Green Tea Extract Enhances the Selective Cytotoxic Activity of Zizyphus jujuba Extracts in HepG2 Cells
Abstract
Anticarcinogenic effects attributed to phytochemicals may be based on synergistic, additive, or antagonistic interactions of many compounds. In our previous study, we demonstrated that the chloroform fraction (CHCl3-F) from Z. jujuba has anticancer activity in HepG2 cells. In China, many people drink jujuba tea and believe in the synergic effects of jujuba and tea for better health. We therefore investigated the effects of CHCl3-F and green tea extract (GTE), and their underlying mechanisms of action in HepG2 cells. Our results showed that GTE enhanced the effect of CHCl3-F on cell viability in HepG2 cells, without cytotoxicity in rat hepatocytes, which was used as a normal cell model.
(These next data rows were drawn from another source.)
use std::fmt;
use std::path::PathBuf;

#[derive(Debug)]
pub enum ReconError {
    /// TOML parse / deserialization error.
    CatalogueParse(String),
    /// Catalogue validation error (duplicate tag, empty field name, etc.).
    CatalogueValidation(String),
    /// Export target already exists. Prior exports are never replaced.
    OutputExists(PathBuf),
    /// CSV serialization error.
    Csv(String),
    /// IO error (file create, rename, etc.).
    Io(String),
}

impl fmt::Display for ReconError {
    fn fmt(&self, f: &mut fmt::Formatter<'_>) -> fmt::Result {
        match self {
            Self::CatalogueParse(msg) => write!(f, "catalogue parse error: {msg}"),
            Self::CatalogueValidation(msg) => write!(f, "catalogue validation error: {msg}"),
            Self::OutputExists(path) => {
                write!(f, "refusing to overwrite existing export {}", path.display())
            }
            Self::Csv(msg) => write!(f, "CSV write error: {msg}"),
            Self::Io(msg) => write!(f, "IO error: {msg}"),
        }
    }
}

impl std::error::Error for ReconError {}

impl From<csv::Error> for ReconError {
    fn from(e: csv::Error) -> Self {
        Self::Csv(e.to_string())
    }
}
//! SSH transport: one interactive shell per controller over libssh2.
//!
//! Controllers are driven through a PTY shell rather than exec channels,
//! because `terminal length 0` and `enable` only persist within a shell.
//! Output for a command is everything between the echoed command line and
//! the next prompt.

use std::fs;
use std::io::{ErrorKind, Read, Write};
use std::net::{TcpStream, ToSocketAddrs};
use std::sync::LazyLock;
use std::thread;
use std::time::{Duration, Instant};

use regex::Regex;
use ssh2::{CheckResult, HostKeyType, KnownHostFileKind, KnownHostKeyFormat};

use crate::config::{ConnectionConfig, HostKeyPolicy};
use crate::session::{Connector, SessionClient, SessionError};

/// Gap between polls of a non-blocking channel.
const POLL_INTERVAL: Duration = Duration::from_millis(50);

/// libssh2 LIBSSH2_ERROR_TIMEOUT.
const LIBSSH2_ERROR_TIMEOUT: i32 = -9;

static PROMPT: LazyLock<Regex> = LazyLock::new(|| Regex::new(r"^(\S+?)([>#])$").unwrap());
static PASSWORD_PROMPT: LazyLock<Regex> =
    LazyLock::new(|| Regex::new(r"(?i)password:\s*$").unwrap());

// ============================================================================
// Connector
// ============================================================================

pub struct SshConnector {
    config: ConnectionConfig,
}

impl SshConnector {
    pub fn new(config: ConnectionConfig) -> Self {
        Self { config }
    }
}

impl Connector for SshConnector {
    type Client = SshClient;

    fn connect(&self, device_id: &str) -> Result<SshClient, SessionError> {
        let cfg = &self.config;
        let addr = (device_id, cfg.port)
            .to_socket_addrs()
            .map_err(|e| SessionError::ConnectionFailed(format!("resolve {device_id}: {e}")))?
            .next()
            .ok_or_else(|| {
                SessionError::ConnectionFailed(format!("{device_id} resolved to no address"))
            })?;

        log::debug!("{device_id}: connecting to {addr}");
        let tcp = TcpStream::connect_timeout(&addr, cfg.connect_timeout).map_err(|e| {
            if e.kind() == ErrorKind::TimedOut {
                SessionError::Timeout(format!(
                    "TCP connect to {addr} after {}s",
                    cfg.connect_timeout.as_secs()
                ))
            } else {
                SessionError::ConnectionFailed(format!("TCP connect to {addr}: {e}"))
            }
        })?;

        let mut session = ssh2::Session::new()
            .map_err(|e| SessionError::ConnectionFailed(format!("create SSH session: {e}")))?;
        session.set_tcp_stream(tcp);
        session.set_timeout(millis(cfg.connect_timeout));
        session
            .handshake()
            .map_err(|e| classify(e, &format!("SSH handshake with {device_id}")))?;

        let fingerprint = verify_host_key(&session, device_id, cfg.port, &cfg.host_key)?;
        log::debug!("{device_id}: host key {fingerprint}");

        let creds = &cfg.credentials;
        session
            .userauth_password(&creds.username, &creds.password)
            .map_err(|e| {
                if is_timeout(&e) {
                    SessionError::Timeout(format!("authentication with {device_id}"))
                } else {
                    SessionError::AuthFailed(format!("{}@{device_id}: {e}", creds.username))
                }
            })?;
        if !session.authenticated() {
            return Err(SessionError::AuthFailed(format!(
                "{}@{device_id}: not authenticated after password attempt",
                creds.username
            )));
        }

        let mut channel = session
            .channel_session()
            .map_err(|e| classify(e, "open channel"))?;
        channel
            .request_pty("vt100", None, Some((511, 24, 0, 0)))
            .map_err(|e| classify(e, "request PTY"))?;
        channel.shell().map_err(|e| classify(e, "start shell"))?;

        let mut client = SshClient {
            session,
            channel,
            prompt: String::new(),
            read_timeout: cfg.read_timeout,
        };

        let banner = client.read_until(cfg.connect_timeout, |buf| last_prompt(buf).is_some())?;
        client.prompt = last_prompt(&banner).unwrap_or_default();
        log::debug!("{device_id}: prompt '{}'", client.prompt);

        if let Some(secret) = &creds.enable_secret {
            client.enable(secret, cfg.connect_timeout)?;
        }
        client.prepare_terminal()?;

        Ok(client)
    }
}

// ============================================================================
// Client
// ============================================================================

pub struct SshClient {
    session: ssh2::Session,
    channel: ssh2::Channel,
    prompt: String,
    read_timeout: Duration,
}

impl SshClient {
    fn send(&mut self, line: &str) -> Result<(), SessionError> {
        self.session.set_blocking(true);
        self.channel
            .write_all(format!("{line}\n").as_bytes())
            .and_then(|_| self.channel.flush())
            .map_err(|e| match e.kind() {
                ErrorKind::BrokenPipe | ErrorKind::ConnectionReset => SessionError::ConnectionClosed,
                _ => SessionError::Execution {
                    command: line.to_string(),
                    message: format!("write failed: {e}"),
                },
            })
    }

    /// Read until `done` holds for the accumulated text or `timeout` elapses.
    fn read_until(
        &mut self,
        timeout: Duration,
        done: impl Fn(&str) -> bool,
    ) -> Result<String, SessionError> {
        let deadline = Instant::now() + timeout;
        let mut buf: Vec<u8> = Vec::new();
        let mut chunk = [0u8; 8192];

        self.session.set_blocking(false);
        let result = loop {
            match self.channel.read(&mut chunk) {
                Ok(0) if self.channel.eof() => break Err(SessionError::ConnectionClosed),
                Ok(0) => thread::sleep(POLL_INTERVAL),
                Ok(n) => {
                    buf.extend_from_slice(&chunk[..n]);
                    let text = String::from_utf8_lossy(&buf);
                    if done(&text) {
                        break Ok(text.into_owned());
                    }
                }
                Err(e) if e.kind() == ErrorKind::WouldBlock => thread::sleep(POLL_INTERVAL),
                Err(e) => {
                    break Err(SessionError::Execution {
                        command: String::new(),
                        message: format!("read failed: {e}"),
                    })
                }
            }
            if Instant::now() >= deadline {
                break Err(SessionError::Timeout(format!(
                    "no prompt within {}s",
                    timeout.as_secs()
                )));
            }
        };
        self.session.set_blocking(true);
        result
    }

    /// Wait for the device prompt, tolerating the `>`/`#` mode change.
    fn read_to_prompt(&mut self, timeout: Duration) -> Result<String, SessionError> {
        let host = prompt_host(&self.prompt).to_string();
        let text = self.read_until(timeout, |buf| {
            last_prompt(buf).is_some_and(|p| p.starts_with(&host))
        })?;
        if let Some(p) = last_prompt(&text) {
            self.prompt = p;
        }
        Ok(text)
    }

    fn enable(&mut self, secret: &str, timeout: Duration) -> Result<(), SessionError> {
        if self.prompt.ends_with('#') {
            return Ok(());
        }
        self.send("enable")?;
        let host = prompt_host(&self.prompt).to_string();
        let reply = self.read_until(timeout, |buf| {
            PASSWORD_PROMPT.is_match(buf) || last_prompt(buf).is_some_and(|p| p.starts_with(&host))
        })?;
        if PASSWORD_PROMPT.is_match(&reply) {
            self.send(secret)?;
            self.read_to_prompt(timeout)?;
        } else if let Some(p) = last_prompt(&reply) {
            self.prompt = p;
        }
        if !self.prompt.ends_with('#') {
            return Err(SessionError::AuthFailed("enable secret rejected".into()));
        }
        Ok(())
    }

    fn prepare_terminal(&mut self) -> Result<(), SessionError> {
        for command in ["terminal length 0", "terminal width 0"] {
            self.send(command)?;
            self.read_to_prompt(self.read_timeout)
                .map_err(|e| with_command(e, command))?;
        }
        Ok(())
    }
}

impl SessionClient for SshClient {
    fn execute(&mut self, command: &str) -> Result<String, SessionError> {
        self.send(command)?;
        let raw = self
            .read_to_prompt(self.read_timeout)
            .map_err(|e| with_command(e, command))?;
        Ok(clean_output(&raw, command))
    }

    fn prompt(&self) -> Option<&str> {
        (!self.prompt.is_empty()).then_some(self.prompt.as_str())
    }

    fn close(&mut self) {
        let _ = self.channel.send_eof();
        let _ = self.channel.close();
        let _ = self.session.disconnect(None, "apfleet done", None);
    }
}

// ============================================================================
// Output shaping
// ============================================================================

/// Prompt on the last non-blank line of `buf`, if any.
fn last_prompt(buf: &str) -> Option<String> {
    let line = buf
        .lines()
        .map(|l| l.trim_end_matches('\r').trim())
        .rev()
        .find(|l| !l.is_empty())?;
    PROMPT.is_match(line).then(|| line.to_string())
}

fn prompt_host(prompt: &str) -> &str {
    prompt.trim_end_matches(['>', '#'])
}

/// Drop CRs, the echoed command line and the trailing prompt line.
fn clean_output(raw: &str, command: &str) -> String {
    let text = raw.replace("\r\n", "\n").replace('\r', "");
    let mut lines: Vec<&str> = text.lines().collect();

    if lines.last().is_some_and(|l| PROMPT.is_match(l.trim())) {
        lines.pop();
    }
    if let Some(pos) = lines.iter().position(|l| l.trim_end().ends_with(command)) {
        if pos <= 1 {
            lines.drain(..=pos);
        }
    }
    while lines.last().is_some_and(|l| l.trim().is_empty()) {
        lines.pop();
    }
    lines.join("\n")
}

fn with_command(error: SessionError, command: &str) -> SessionError {
    match error {
        SessionError::Execution { message, .. } => SessionError::Execution {
            command: command.to_string(),
            message,
        },
        SessionError::Timeout(message) => SessionError::Timeout(format!("'{command}': {message}")),
        other => other,
    }
}

// ============================================================================
// libssh2 helpers
// ============================================================================

fn millis(d: Duration) -> u32 {
    u32::try_from(d.as_millis()).unwrap_or(u32::MAX)
}

fn is_timeout(e: &ssh2::Error) -> bool {
    matches!(e.code(), ssh2::ErrorCode::Session(LIBSSH2_ERROR_TIMEOUT))
}

/// Pre-shell failures: timeouts keep their kind, the rest are connection failures.
fn classify(e: ssh2::Error, what: &str) -> SessionError {
    if is_timeout(&e) {
        SessionError::Timeout(what.to_string())
    } else {
        SessionError::ConnectionFailed(format!("{what}: {e}"))
    }
}

fn fingerprint(key: &[u8]) -> String {
    use sha2::Digest;
    let hash = sha2::Sha256::digest(key);
    format!(
        "SHA256:{}",
        base64::Engine::encode(&base64::engine::general_purpose::STANDARD_NO_PAD, hash),
    )
}

/// Check the presented host key against `policy`; returns its fingerprint.
fn verify_host_key(
    session: &ssh2::Session,
    host: &str,
    port: u16,
    policy: &HostKeyPolicy,
) -> Result<String, SessionError> {
    let (key, key_type) = session
        .host_key()
        .ok_or_else(|| SessionError::HostKey(format!("{host} did not present a host key")))?;
    let presented = fingerprint(key);

    let HostKeyPolicy::KnownHosts {
        path,
        trust_on_first_use,
    } = policy
    else {
        return Ok(presented);
    };

    let mut known_hosts = session
        .known_hosts()
        .map_err(|e| SessionError::HostKey(format!("init known_hosts: {e}")))?;
    if path.exists() {
        known_hosts
            .read_file(path, KnownHostFileKind::OpenSSH)
            .map_err(|e| SessionError::HostKey(format!("read {}: {e}", path.display())))?;
    }

    match known_hosts.check_port(host, port, key) {
        CheckResult::Match => Ok(presented),
        CheckResult::NotFound if *trust_on_first_use => {
            let format = match key_type {
                HostKeyType::Rsa => KnownHostKeyFormat::SshRsa,
                HostKeyType::Dss => KnownHostKeyFormat::SshDss,
                HostKeyType::Ed25519 => KnownHostKeyFormat::Ed25519,
                HostKeyType::Ecdsa256 => KnownHostKeyFormat::Ecdsa256,
                HostKeyType::Ecdsa384 => KnownHostKeyFormat::Ecdsa384,
                HostKeyType::Ecdsa521 => KnownHostKeyFormat::Ecdsa521,
                other => {
                    return Err(SessionError::HostKey(format!(
                        "unsupported host key type {other:?}"
                    )))
                }
            };
            let entry = if port == 22 {
                host.to_string()
            } else {
                format!("[{host}]:{port}")
            };
            known_hosts
                .add(&entry, key, "added by apfleet", format)
                .map_err(|e| SessionError::HostKey(format!("add {host}: {e}")))?;
            if let Some(parent) = path.parent() {
                let _ = fs::create_dir_all(parent);
            }
            known_hosts
                .write_file(path, KnownHostFileKind::OpenSSH)
                .map_err(|e| SessionError::HostKey(format!("write {}: {e}", path.display())))?;
            log::info!("{host}: trusted new host key {presented}");
            Ok(presented)
        }
        CheckResult::NotFound => Err(SessionError::HostKey(format!(
            "{host}:{port} not in {} (presented {presented})",
            path.display()
        ))),
        CheckResult::Mismatch => Err(SessionError::HostKey(format!(
            "{host}:{port} key does not match {} (presented {presented})",
            path.display()
        ))),
        CheckResult::Failure => Err(SessionError::HostKey(format!(
            "{host}:{port}: known_hosts check failed"
        ))),
    }
}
Furthermore, combination of CHCl3-F and GTE caused an effect on G1 phase arrest but not on apoptosis. Interestingly, the mechanism of the G1 arrest was associated, not with an increase in p27Kip1 levels and the hypohosphorylation of Rb, which are pathways used by CHCl3-F on G1 arrest in HepG2 cells, but with increases in p53 and p21Waf1/Cip1 levels, and a decrease in cyclin E levels. Collectively, our findings suggest that combination of CHCl3-F and GTE produces an enhanced cell growth inhibition effect, and that the resultant G1 arrest was caused via a different mechanism as that of CHCl3-F treatment alone.